LA VÉRITABLE HISTOIRE D'UN AMOUR DE SWANN
Quand je suis née, il était clair pour mon père que je devais être heureuse. Mais heureuse selon ses principes. C'est-à-dire en étant dévouée à un homme. Comme si j'étais un accessoire pour mec. Ce n'est qu'en regardant mon passé à la loupe que je me suis aperçue de cette anomalie, que je n'ai pas été la seule à subir. Et que d'autres endurent encore. Mais voilà, ce fut ainsi.
Il était hors de question que je devienne une bête à concours, un Prix Nobel, ou une astrophysicienne car mon père voulait que je sois enchaînée à sa vision de femme fidèle, femme sac à main en quelque sorte. Afin de mettre son plan en action, il m'inscrivit dans la pire école du quartier où les profs s'exprimaient plus mal que les élèves.
Là je perdis foi en l'humanité entourée de camarades qui se plaisaient à s'envoyer des pétards au visage, ou en se poignardant à la cantine.
Comment une élève sensible et sensée comme moi, hyper-émotive, pouvait-elle se retrouver entourée de ces démons qui ne s'exprimaient qu'à travers la violence et l'humiliation ? J'avais beau rentrer tous les soirs en pleurs car j'avais été malmenée par les élèves, incomprise par les professeurs, mon père ne bougeait pas d'un iota espérant me faire plier.
Plier pourquoi pas. Rompre, jamais. Je passai donc l'intégralité de ma scolarité recluse dans un coin de cour à espérer que personne ne vienne me parler.
Nous avions déménagé dans un lieu où il n'existait pas la moindre bibliothèque ou médiathèque.
Il était hors de question que je me cultive si ce n'était devant Capitaine Flam ou Albator. Interdit Candy et tout ce qui pouvait faire trop fifille. Puisque j'étais un petit être esseulé, il fallait que je m'endurcisse et que je sois à la hauteur de ses attentes.
Pour cela il me mit à la boxe. Mais pas à la simple boxe anglaise non. Cela eut été trop simple. Mais à la boxe tadjikistane.
Elle possède les mêmes règles mais au lieu d'avoir des gants à chaque main, vous tenez des gourdins. C'était bien plus violent dans les coups portés. Et pour la première fois de sa vie mon père ne se trompa point puisque je me révélai extrêmement douée dans cette discipline. Cela ne changea rien au cours de ma vie et je restai toujours à part, sans amie et orpheline de culture.
Jusqu'au jour où je fus témoin d'un miracle.
Alors que je rentrais du sport, à nouveau victorieuse d'un gamin me dépassant de deux têtes, je le vis. Ce beau camion déambulant dans les rues avec une petite musique et la voix du conducteur qui annonçait sa venue pour la première fois dans notre quartier. Il s'agissait d'une bibliothèque mobile et lorsque je le compris, je me jetai dessus espérant tomber sur une littérature de mon âge.
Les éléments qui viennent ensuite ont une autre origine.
//! In-memory trace model.
//!
//! This module handles:
//! - Storing events per process and thread
//! - Answering the read-only queries the load engine needs
//!   (main thread, frame-keyed lookups, frame-loader snapshots, bounds)
//!
//! The model is immutable once built; everything downstream borrows from it.

pub mod builder;
pub mod event;
pub mod frame_loader;

pub use builder::TraceModelBuilder;
pub use event::{EventKind, EventPhase, FrameId, TraceEvent};
pub use frame_loader::{FrameLoaderInstance, FrameLoaderSnapshot};

use crate::utils::config::{RENDERER_MAIN_THREAD_NAME, TRACING_UI_LABELS};
use std::collections::BTreeMap;

/// A fully ingested trace
#[derive(Debug, Clone, Default)]
pub struct TraceModel {
    pub(crate) processes: BTreeMap<u64, Process>,
    pub(crate) bounds: Option<(f64, f64)>,
}

impl TraceModel {
    /// All processes, ascending by pid
    pub fn processes(&self) -> impl Iterator<Item = &Process> {
        self.processes.values()
    }

    pub fn process(&self, pid: u64) -> Option<&Process> {
        self.processes.get(&pid)
    }

    /// Processes that own a renderer main thread, ascending by pid
    pub fn renderers(&self) -> impl Iterator<Item = &Process> {
        self.processes().filter(|process| process.is_renderer())
    }

    /// Earliest event start, or 0 for an empty trace
    pub fn min_timestamp(&self) -> f64 {
        self.bounds.map_or(0.0, |(min, _)| min)
    }

    /// Latest event end across the whole model, or 0 for an empty trace
    pub fn max_timestamp(&self) -> f64 {
        self.bounds.map_or(0.0, |(_, max)| max)
    }

    pub fn event_count(&self) -> usize {
        self.processes()
            .flat_map(Process::threads)
            .map(|thread| thread.events.len())
            .sum()
    }
}

/// One process and its threads
#[derive(Debug, Clone, Default)]
pub struct Process {
    pub pid: u64,
    pub name: Option<String>,
    pub labels: Vec<String>,
    pub(crate) threads: BTreeMap<u64, Thread>,
    pub(crate) frame_loaders: Vec<FrameLoaderInstance>,
}

impl Process {
    pub(crate) fn new(pid: u64) -> Self {
        Self {
            pid,
            ..Self::default()
        }
    }

    /// Threads ascending by tid
    pub fn threads(&self) -> impl Iterator<Item = &Thread> {
        self.threads.values()
    }

    pub fn thread(&self, tid: u64) -> Option<&Thread> {
        self.threads.get(&tid)
    }

    /// The renderer main thread, if this process has one
    pub fn main_thread(&self) -> Option<&Thread> {
        self.threads()
            .find(|thread| thread.name.as_deref() == Some(RENDERER_MAIN_THREAD_NAME))
    }

    pub fn is_renderer(&self) -> bool {
        self.main_thread().is_some()
    }

    /// True for the renderer hosting the tracing tool's own UI
    pub fn is_tracing_ui(&self) -> bool {
        self.labels
            .iter()
            .any(|label| TRACING_UI_LABELS.contains(&label.as_str()))
    }

    /// Main-thread events of one kind grouped by frame, each group ascending by start.
    ///
    /// Events without a frame reference are left out.
    pub fn main_thread_events_by_frame(&self, kind: EventKind) -> BTreeMap<FrameId, Vec<&TraceEvent>> {
        let mut by_frame: BTreeMap<FrameId, Vec<&TraceEvent>> = BTreeMap::new();
        let Some(main_thread) = self.main_thread() else {
            return by_frame;
        };

        for event in main_thread.events_of_kind(kind) {
            if let Some(frame) = event.frame_id() {
                by_frame.entry(frame).or_default().push(event);
            }
        }

        // Thread events are already start-ordered; keep the sort for stability
        for events in by_frame.values_mut() {
            events.sort_by(|a, b| a.start.total_cmp(&b.start));
        }
        by_frame
    }

    /// Frame-loader snapshot describing `frame` at `ts`
    pub fn frame_loader_snapshot_at(&self, frame: &FrameId, ts: f64) -> Option<&FrameLoaderSnapshot> {
        frame_loader::find_snapshot_at(&self.frame_loaders, frame, ts)
    }
}

/// One thread's events, ascending by start (longer first on ties)
#[derive(Debug, Clone, Default)]
pub struct Thread {
    pub tid: u64,
    pub name: Option<String>,
    pub(crate) events: Vec<TraceEvent>,
    pub(crate) internal_spans: Vec<(f64, f64)>,
}

impl Thread {
    pub(crate) fn new(tid: u64) -> Self {
        Self {
            tid,
            ..Self::default()
        }
    }

    pub fn events(&self) -> &[TraceEvent] {
        &self.events
    }

    pub fn events_of_kind(&self, kind: EventKind) -> impl Iterator<Item = &TraceEvent> {
        self.events.iter().filter(move |event| event.kind == kind)
    }

    /// Scheduler tasks not nested inside another scheduler task
    pub fn top_level_tasks(&self) -> Vec<&TraceEvent> {
        let mut top_level = Vec::new();
        let mut outer_end = f64::NEG_INFINITY;

        for task in self.events_of_kind(EventKind::SchedulerTask) {
            if task.end() <= outer_end {
                continue;
            }
            outer_end = task.end();
            top_level.push(task);
        }
        top_level
    }

    /// True when `event` runs inside a tooling-internal slice on this thread
    pub fn is_tooling_internal(&self, event: &TraceEvent) -> bool {
        self.internal_spans
            .iter()
            .any(|&(start, end)| start <= event.start && event.end() <= end)
    }
}

#[cfg(test)]
mod tests {
    use super::*;

    fn task(start: f64, duration: f64) -> TraceEvent {
        TraceEvent::new(1, 1, "toplevel", "RunTask", EventPhase::Slice, start, duration)
    }

    fn renderer_with(events: Vec<TraceEvent>) -> TraceModel {
        let mut builder = TraceModelBuilder::new();
        builder.set_thread_name(1, 1, RENDERER_MAIN_THREAD_NAME);
        for event in events {
            builder.add_event(event);
        }
        builder.build()
    }

    #[test]
    fn test_top_level_tasks_skip_nested() {
        let model = renderer_with(vec![
            task(0.0, 100.0),
            task(10.0, 20.0),
            task(100.0, 60.0),
            task(200.0, 10.0),
        ]);
        let main = model.process(1).unwrap().main_thread().unwrap();

        let starts: Vec<f64> = main.top_level_tasks().iter().map(|t| t.start).collect();
        assert_eq!(starts, vec![0.0, 100.0, 200.0]);
    }

    #[test]
    fn test_tracing_ui_label() {
        let mut builder = TraceModelBuilder::new();
        builder.set_thread_name(3, 1, RENDERER_MAIN_THREAD_NAME);
        builder.add_process_labels(3, "chrome://tracing");
        let model = builder.build();

        let process = model.process(3).unwrap();
        assert!(process.is_renderer());
        assert!(process.is_tracing_ui());
    }

    #[test]
    fn test_empty_model_bounds() {
        let model = TraceModel::default();
        assert_eq!(model.max_timestamp(), 0.0);
        assert_eq!(model.renderers().count(), 0);
    }
}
Le pauvre homme avait été dévalisé par tous les gamins et il ne lui restait plus que des trucs pour vieux. Et comme il n'y avait pas de vieux dans notre quartier (car ils mouraient tous avant 50 ans en raison de la présence d'uranium en trop grande quantité), il ne restait que leurs lectures.
C'est ainsi que je fis connaissance avec l'œuvre de Marcel Proust à 10 ans.
L'entrée en matière fut abrupte mais salutaire et je me délectai rapidement de l'écriture introspective et minutieuse de cet écrivain qui enchanta mon enfance teintée d'un gris tenace. C'est pour cela que j'ai voulu rendre hommage à Marcel en lui exprimant ma gratitude à travers la création d'une bottine flamboyante et tellement féminine.
Une bottine qui serait l'équivalent d'une bonne madeleine car si Cédric Grolet est le roi de la pâtisserie alors Patricia est la Queen of Grolles.